Featured | Porsche 918 Spyder

The 918 Spyder certainly was unmapped terrain for the manufacturer, it delivers sharp performance and otherworldly speed, as only a Porsche can. This is a hybrid hypercar like no other.

Your own conclusions will depend upon your badge allegiances. While it isn’t for us to say which member of the hypercar ‘Holy Trinity’ is the most accomplished, the sheer impact of the remarkable Porsche 918 Spyder suggests that this car is… well, very, very, very good at being a part of such a rarified group.

Technically, Porsche was a step ahead of both Ferrari and McLaren in creating its component of the hypercar ‘Holy Trinity’. While the 918 Spyder certainly was unmapped terrain for the manufacturer, it was also working on a hybridised version of the (slightly) more mainstream Panamera at the same time. The result is yet another hyper crazy race car for the road, but from the outset Zuffenhausen’s approach was more spreadsheet than skunkworks.
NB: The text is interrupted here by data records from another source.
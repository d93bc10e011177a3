//! Errors - batchy のエラー型
//!
//! - Validation / MissingGuid / ForeignHost: 呼び出し側の誤用。即座に返す
//! - Work: body が失敗し、`raise_errors` が有効なときだけ返る
//! - Callback: コールバックが失敗した。バッチは既に終端状態で保存済み

use thiserror::Error;

use super::callbacks::CallbackError;
use super::failure::BatchFailure;
use super::ids::BatchId;

#[derive(Debug, Error)]
pub enum BatchyError {
    #[error("validation failed: {0}")]
    Validation(String),

    #[error("duplicate checking is undefined for a batch without a guid")]
    MissingGuid,

    #[error("batch {id} belongs to host {batch_host:?}, this is {current_host}")]
    ForeignHost {
        id: BatchId,
        batch_host: Option<String>,
        current_host: String,
    },

    #[error("batch not found: {0}")]
    NotFound(BatchId),

    #[error(transparent)]
    Store(#[from] StoreError),

    #[error("batch body failed: {0}")]
    Work(BatchFailure),

    #[error("callback failed: {0}")]
    Callback(#[source] CallbackError),
}

/// Errors from a `BatchStore` backend.
#[derive(Debug, Error)]
pub enum StoreError {
    #[error("store backend error: {0}")]
    Backend(String),

    #[error("row (de)serialization failed: {0}")]
    Serialization(#[from] serde_json::Error),

    #[error("no row for {0}")]
    NotFound(BatchId),
}

impl BatchyError {
    /// The captured body failure, when this error carries one.
    pub fn failure(&self) -> Option<&BatchFailure> {
        match self {
            BatchyError::Work(failure) => Some(failure),
            _ => None,
        }
    }
}
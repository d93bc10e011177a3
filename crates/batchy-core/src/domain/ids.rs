//! Batch identifiers.
//!
//! # ULID ベースの ID
//! BatchId はストアが create 時に払い出します。ULID を使うので
//! - 生成時刻でおおよそ並ぶ（監査ログとして眺めやすい）
//! - 複数ホストで調整なしに生成できる
//! という性質を持ちます。

use std::fmt;
use std::str::FromStr;

use serde::{Deserialize, Serialize};
use ulid::Ulid;

const PREFIX: &str = "batch-";

/// Identifier of one batch record.
#[repr(transparent)]
#[derive(Debug, Clone, Copy, PartialEq, Eq, Hash, PartialOrd, Ord, Serialize, Deserialize)]
pub struct BatchId(Ulid);

impl BatchId {
    pub fn from_ulid(ulid: Ulid) -> Self {
        Self(ulid)
    }

    pub fn as_ulid(&self) -> Ulid {
        self.0
    }
}

impl From<Ulid> for BatchId {
    fn from(ulid: Ulid) -> Self {
        Self::from_ulid(ulid)
    }
}

impl fmt::Display for BatchId {
    fn fmt(&self, f: &mut fmt::Formatter<'_>) -> fmt::Result {
        write!(f, "{PREFIX}{}", self.0)
    }
}

/// Accepts both `batch-<ulid>` and a bare ULID.
impl FromStr for BatchId {
    type Err = ulid::DecodeError;

    fn from_str(s: &str) -> Result<Self, Self::Err> {
        let raw = s.strip_prefix(PREFIX).unwrap_or(s);
        Ulid::from_string(raw).map(Self)
    }
}
//! Runner - バッチ実行のエントリーポイント
//!
//! create → start →（ignored ならここで終わり）→ 親リンク → body →
//! finish の順に進みます。body の失敗はバッチに記録されて、
//! `raise_errors` のときだけ呼び出し元に返ります。

use tracing::debug;

use crate::app::builder::Batchy;
use crate::app::context::{self, CurrentBatch};
use crate::domain::{Batch, BatchFailure, BatchId, BatchOptions, BatchyError};
use crate::ports::ProcessIdentity;

/// Restores the process title on drop.
struct TitleGuard<'a> {
    identity: &'a dyn ProcessIdentity,
    previous: String,
}

impl<'a> TitleGuard<'a> {
    fn set(identity: &'a dyn ProcessIdentity, title: &str) -> Self {
        let previous = identity.title();
        identity.set_title(title);
        Self { identity, previous }
    }
}

impl Drop for TitleGuard<'_> {
    fn drop(&mut self) {
        self.identity.set_title(&self.previous);
    }
}

impl Batchy {
    /// Track one execution of `work` as a batch.
    ///
    /// Returns the batch in its final state. An ignored batch comes back
    /// without `work` ever being called.
    ///
    /// # Errors
    /// - `Validation` before anything is persisted
    /// - `Store` when the backend fails; a failed save before the body skips
    ///   the body but still finishes the batch as `errored`
    /// - `Callback` when a callback fails; the batch is already persisted
    ///   in its terminal state at that point
    /// - `Work` when `work` failed and `raise_errors` is set
    pub async fn run<F>(&self, options: BatchOptions, work: F) -> Result<Batch, BatchyError>
    where
        F: AsyncFnOnce(&mut Batch) -> Result<(), BatchFailure>,
    {
        options.validate().map_err(BatchyError::Validation)?;

        let mut batch = self.store.create(options).await?;
        self.start(&mut batch).await?;
        if batch.is_ignored() {
            return Ok(batch);
        }

        let frame = CurrentBatch::nested(&batch);
        batch.parent_id = frame.parent_id;

        let settings = &self.config.settings;
        let _title = settings.name_process.then(|| {
            TitleGuard::set(&*self.identity, &settings.process_title(&batch.name))
        });

        debug!(batch = %batch.id, depth = frame.depth, "entering batch body");

        // finish はまだこのバッチが current のうちに呼ぶ（コールバックから見える）
        let (store_error, failure, finished) = context::enter(frame, async {
            let saved = self.store.save(&batch).await;
            let (store_error, failure) = match saved {
                Ok(()) => (None, work(&mut batch).await.err()),
                Err(err) => {
                    let failure = BatchFailure::from(&err);
                    (Some(err), Some(failure))
                }
            };
            if let Some(failure) = &failure {
                batch.set_error(failure.clone());
            }
            let finished = self.finish(&mut batch).await;
            (store_error, failure, finished)
        })
        .await;

        finished?;
        if let Some(err) = store_error {
            return Err(err.into());
        }

        match failure {
            Some(failure) if settings.raise_errors && !failure.is_blank() => {
            Err(BatchyError::Work(failure))
        }
            _ => Ok(batch),
        }
    }

    pub async fn find(&self, id: BatchId) -> Result<Batch, BatchyError> {
        self.store.find(id).await?.ok_or(BatchyError::NotFound(id))
    }

    /// Refresh persisted columns, keeping the batch's callbacks.
    pub async fn reload(&self, batch: &mut Batch) -> Result<(), BatchyError> {
        Ok(self.store.reload(batch).await?)
    }

    pub async fn parent(&self, batch: &Batch) -> Result<Option<Batch>, BatchyError> {
        match batch.parent_id {
            Some(id) => Ok(self.store.find(id).await?),
            None => Ok(None),
        }
    }

    pub async fn children(&self, batch: &Batch) -> Result<Vec<Batch>, BatchyError> {
        Ok(self.store.children(batch.id).await?)
    }
}
//! Detector - 重複・ゾンビ・期限切れの検出
//!
//! ゾンビ = running のまま残っているが、持ち主のプロセスがもういない
//! バッチ。定期的に `clear_zombies` を呼ばないと、そのバッチが以後の
//! 重複チェックを永遠にブロックします。

use tracing::warn;

use crate::app::builder::Batchy;
use crate::domain::{Batch, BatchFailure, BatchId, BatchyError};

impl Batchy {
    /// Is another batch with the same guid running? Always false without a guid.
    pub async fn already_running(&self, batch: &Batch) -> Result<bool, BatchyError> {
        let Some(guid) = batch.guid.as_deref() else {
            return Ok(false);
        };
        let running = self
            .store
            .running_with_guid(guid, None, Some(batch.id))
            .await?;
        Ok(!running.is_empty())
    }

    /// Other running batches sharing `batch`'s guid.
    ///
    /// Errors with `MissingGuid` when the batch has no guid.
    pub async fn duplicate_batches(
        &self,
        batch: &Batch,
        limit_to_current_host: bool,
    ) -> Result<Vec<Batch>, BatchyError> {
        let guid = batch.guid.as_deref().ok_or(BatchyError::MissingGuid)?;
        let hostname = limit_to_current_host.then(|| self.identity.hostname());
        let duplicates = self
            .store
            .running_with_guid(guid, hostname.as_deref(), Some(batch.id))
            .await?;
        Ok(duplicates)
    }

    /// Finish every same-host duplicate whose process is gone as `errored`.
    ///
    /// Returns the ids of the reclaimed batches. Global failure and ensure
    /// callbacks fire for each of them.
    pub async fn clear_zombies(&self, batch: &Batch) -> Result<Vec<BatchId>, BatchyError> {
        let mut reclaimed = Vec::new();

        for mut zombie in self.duplicate_batches(batch, true).await? {
            if zombie.pid.is_some_and(|pid| self.probe.is_alive(pid)) {
                continue;
            }

            warn!(
                batch = %zombie.id,
                name = %zombie.name,
                pid = zombie.pid,
                "owning process has died, reclaiming batch"
            );
            zombie.set_error(BatchFailure::domain("process has died"));
            self.finish(&mut zombie).await?;
            reclaimed.push(zombie.id);
        }

        Ok(reclaimed)
    }

    /// Running batches past their `expire_at`.
    pub async fn expired(&self) -> Result<Vec<Batch>, BatchyError> {
        Ok(self.store.expired(self.clock.now()).await?)
    }
}
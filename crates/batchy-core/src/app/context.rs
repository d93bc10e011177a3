//! Context - 実行中バッチの追跡
//!
//! 「現在のバッチ」はタスクローカルなスロットに置かれます。`enter` は
//! future をスコープで包むので、body が成功しても失敗しても、panic や
//! キャンセルで drop されても、抜けた時点で一つ外側のフレームに戻ります。

use std::future::Future;

use crate::domain::{Batch, BatchId};

tokio::task_local! {
    static CURRENT: CurrentBatch;
}

/// Frame for the innermost running batch.
#[derive(Debug, Clone, PartialEq, Eq)]
pub struct CurrentBatch {
    pub id: BatchId,
    pub name: String,
    pub parent_id: Option<BatchId>,

    /// 0 for a root batch.
    pub depth: usize,
}

impl CurrentBatch {
    /// Frame for `batch`, nested under whatever is current right now.
    pub fn nested(batch: &Batch) -> Self {
        let outer = current();
        Self {
            id: batch.id,
            name: batch.name.clone(),
            parent_id: outer.as_ref().map(|frame| frame.id),
            depth: outer.map_or(0, |frame| frame.depth + 1),
        }
    }
}

/// The innermost batch executing on this task, if any.
pub fn current() -> Option<CurrentBatch> {
    CURRENT.try_with(Clone::clone).ok()
}

pub fn current_id() -> Option<BatchId> {
    CURRENT.try_with(|frame| frame.id).ok()
}

/// Run `fut` with `frame` as the current batch.
pub async fn enter<F>(frame: CurrentBatch, fut: F) -> F::Output
where
    F: Future,
{
    CURRENT.scope(frame, fut).await
}

#[cfg(test)]
mod tests {
    use super::*;
    use crate::domain::BatchOptions;
    use ulid::Ulid;

    fn batch(name: &str) -> Batch {
        Batch::from_options(
            BatchId::from_ulid(Ulid::new()),
            BatchOptions::new(name),
            chrono::Utc::now(),
        )
    }

    #[tokio::test]
    async fn nothing_is_current_outside_a_batch() {
        assert!(current().is_none());
        assert!(current_id().is_none());
    }

    #[tokio::test]
    async fn nested_frames_link_to_their_parent_and_unwind() {
        let outer = batch("outer");
        let inner = batch("inner");

        enter(CurrentBatch::nested(&outer), async {
            assert_eq!(current_id(), Some(outer.id));

            let frame = CurrentBatch::nested(&inner);
            assert_eq!(frame.parent_id, Some(outer.id));
            assert_eq!(frame.depth, 1);

            enter(frame, async {
                assert_eq!(current_id(), Some(inner.id));
            })
            .await;

            assert_eq!(current_id(), Some(outer.id));
        })
        .await;

        assert!(current().is_none());
    }

    #[tokio::test]
    async fn previous_frame_is_restored_when_the_body_fails() {
        let outer = batch("outer");
        let inner = batch("inner");

        let result: Result<(), String> = enter(CurrentBatch::nested(&outer), async {
            let inner_result: Result<(), String> = enter(CurrentBatch::nested(&inner), async {
                Err("boom".to_string())
            })
            .await;
            assert!(inner_result.is_err());
            assert_eq!(current_id(), Some(outer.id));
            inner_result
        })
        .await;

        assert!(result.is_err());
        assert!(current().is_none());
    }

    #[tokio::test]
    async fn root_frame_has_no_parent() {
        let root = CurrentBatch::nested(&batch("root"));
        assert_eq!(root.parent_id, None);
        assert_eq!(root.depth, 0);
    }
}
Porsche also adopted a belt-and-braces approach when it came to the 918 Spyder’s hardware. Its 6.8kWh battery was twice the size of the McLaren P1’s and, in a set-up that now sounds familiar, the 918 Spyder features two electric motors; one 115kW motor supplementing the 447kW (599hp) 4.6-litre mid-mounted V8 and driving the rear wheels, the other smaller 96kW motor driving the front axle for all-wheel drive.
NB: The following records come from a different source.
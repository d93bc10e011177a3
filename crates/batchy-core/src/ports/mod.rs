//! Ports - 抽象化レイヤー
//!
//! 外部コラボレーター（永続ストア、OS プロセス、時刻、ID 生成）への
//! インターフェースです。実装は `impls` にあります。

pub mod batch_store;
pub mod clock;
pub mod id_generator;
pub mod process;

pub use self::batch_store::{BatchStore, StoreError};
pub use self::clock::{Clock, FixedClock, SystemClock};
pub use self::id_generator::{IdGenerator, UlidGenerator};
pub use self::process::{ProcessIdentity, ProcessProbe, Signal, SignalSender};
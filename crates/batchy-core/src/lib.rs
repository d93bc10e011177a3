//! batchy-core
//!
//! Lifecycle tracking for batch jobs: persisted run state, duplicate and
//! zombie detection, same-host process control and lifecycle callbacks.
//!
//! # モジュール構成
//! - **domain**: ドメインモデル（ids, state, failure, batch, callbacks, errors）
//! - **ports**: 抽象化レイヤー（BatchStore, Clock, IdGenerator, プロセス系）
//! - **app**: アプリケーションロジック（builder, config, context, runner, など）
//! - **impls**: 実装（InMemoryBatchStore, HostProcess, ScriptedProcess）
//!
//! # 使用例
//! ```no_run
//! use std::sync::Arc;
//! use batchy_core::app::Batchy;
//! use batchy_core::domain::{Batch, BatchFailure, BatchOptions};
//! use batchy_core::impls::InMemoryBatchStore;
//!
//! # async fn demo() -> Result<(), Box<dyn std::error::Error>> {
//! let batchy = Batchy::builder()
//!     .store(Arc::new(InMemoryBatchStore::new()))
//!     .build()?;
//!
//! let batch = batchy
//!     .run(
//!         BatchOptions::new("nightly report").guid("report"),
//!         async |_: &mut Batch| -> Result<(), BatchFailure> { Ok(()) },
//!     )
//!     .await?;
//! println!("{} ended {}", batch.id, batch.state);
//! # Ok(())
//! # }
//! ```

pub mod app;
pub mod domain;
pub mod impls;
pub mod ports;
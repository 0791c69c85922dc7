//! vulnrag - retrieval-augmented question answering over CVE/CWE datasets.
//!
//! vulnrag turns per-year vulnerability dataset shards into a persisted
//! vector index, answers filtered similarity queries against it, and
//! grounds chat-model answers in the retrieved records. Embeddings come
//! either from a local [ColBERT](https://github.com/stanford-futuredata/ColBERT)
//! model or from an OpenAI-compatible `/embeddings` endpoint.
//!
//! # Quick start
//!
//! ```no_run
//! use vulnrag::{DataDir, FilterRequest, RagRetriever, Settings};
//!
//! let data_dir = DataDir::resolve(None).unwrap();
//! let settings = Settings::from_env(&data_dir).unwrap();
//!
//! let mut retriever = RagRetriever::new(settings);
//! retriever.load().unwrap();
//!
//! let mut filters = FilterRequest::new();
//! filters.insert("year", 2023);
//!
//! let results = retriever.retrieve("sql injection", &filters, 5).unwrap();
//! for r in &results {
//!     println!("{} (score: {:.3})", r.id, r.score);
//! }
//! ```

pub mod chat;
pub mod config;
pub mod data_dir;
pub mod dataset;
pub mod doc_id;
pub mod embedding;
pub mod error;
pub mod extract;
pub mod filter;
pub mod indexer;
pub mod metadata;
pub mod model_manager;
pub mod openai;
pub mod prompt;
pub mod report;
pub mod retriever;
pub mod session;
pub mod vector_store;

pub use config::Settings;
pub use data_dir::DataDir;
pub use doc_id::DocumentId;
pub use error::{Error, Result};
pub use extract::Document;
pub use filter::FilterRequest;
pub use indexer::VectorIndexer;
#[cfg(feature = "local")]
pub use model_manager::ModelManager;
pub use retriever::RagRetriever;
pub use vector_store::VectorStore;
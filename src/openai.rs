//! Blocking client for OpenAI-compatible HTTP APIs.

use reqwest::blocking::Client;
use serde::{Deserialize, Serialize, de::DeserializeOwned};
use tracing::{debug, error};

use crate::{
    config::Settings,
    error::{Error, Result},
};

#[derive(Deserialize)]
struct ErrorResponse {
    error: ErrorDetail,
}

#[derive(Deserialize)]
struct ErrorDetail {
    message: String,
}

/// Credentials and transport shared by the embedding and chat backends.
#[derive(Clone)]
pub struct ApiClient {
    http: Client,
    base_url: String,
    api_key: String,
}

impl ApiClient {
    /// Build a client from settings. A missing API key is `Error::Config`.
    pub fn from_settings(settings: &Settings) -> Result<Self> {
        let api_key = settings.require_api_key()?.to_string();
        Self::new(&settings.api_base_url, api_key)
    }

    pub fn new(base_url: &str, api_key: impl Into<String>) -> Result<Self> {
        let api_key = api_key.into();
        if api_key.trim().is_empty() {
            return Err(Error::Config("API key must not be empty".to_string()));
        }
        Ok(Self {
            http: Client::builder().build()?,
            base_url: base_url.trim_end_matches('/').to_string(),
            api_key,
        })
    }

    pub fn base_url(&self) -> &str {
        &self.base_url
    }

    /// POST `body` as JSON to `<base_url>/<path>` and decode the reply.
    ///
    /// Non-success statuses are turned into an error by `on_failure`, which
    /// receives the status and the provider's error message.
    pub fn post_json<B, R>(
        &self,
        path: &str,
        body: &B,
        on_failure: fn(String) -> Error,
    ) -> Result<R>
    where
        B: Serialize,
        R: DeserializeOwned,
    {
        let url = format!("{}/{}", self.base_url, path.trim_start_matches('/'));
        debug!(%url, "sending API request");

        let response = self
            .http
            .post(&url)
            .bearer_auth(&self.api_key)
            .json(body)
            .send()?;

        let status = response.status();
        if !status.is_success() {
            let body = response.text().unwrap_or_default();
            let detail = serde_json::from_str::<ErrorResponse>(&body)
                .map(|e| e.error.message)
                .unwrap_or(body);
            error!(%url, %status, "API error");
            return Err(on_failure(format!("API returned {status}: {detail}")));
        }

        Ok(response.json()?)
    }
}

impl std::fmt::Debug for ApiClient {
    fn fmt(&self, f: &mut std::fmt::Formatter<'_>) -> std::fmt::Result {
        f.debug_struct("ApiClient")
            .field("base_url", &self.base_url)
            .field("api_key", &"<redacted>")
            .finish()
    }
}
More wins for the 918 Spyder? Well, while somewhat trifling when measured against fully electric models such as the Taycan, the 918 Spyder’s ‘electric only’ range of 21km was more than both the McLaren and the Ferrari and, crucially, it came with a plug, giving it – arguably – a bit more e-cred than the other two.

It didn’t quite have a top speed to match the P1 and LaFerrari, but with a 0-100km/h time of 2.6 seconds and a 0-200km/h time of 7.2 seconds, who cares?

The 918 Spyder delivers sharp performance and otherworldly speed, as only Porsche can, yet it will average 7.8-litres/100km combined fuel economy. If you drive it conservatively… which few would, given half the chance.

It was only available for the most fleeting of moments – production lasting just 18 months – but the 918 Spyder is still discussed with wonder among Porschephiles and seeing one in the wild is akin to stumbling across a unicorn being ridden by a leprechaun. The best of the bunch? Well, no… when you’re dealing with deities, it’s much more complicated than that.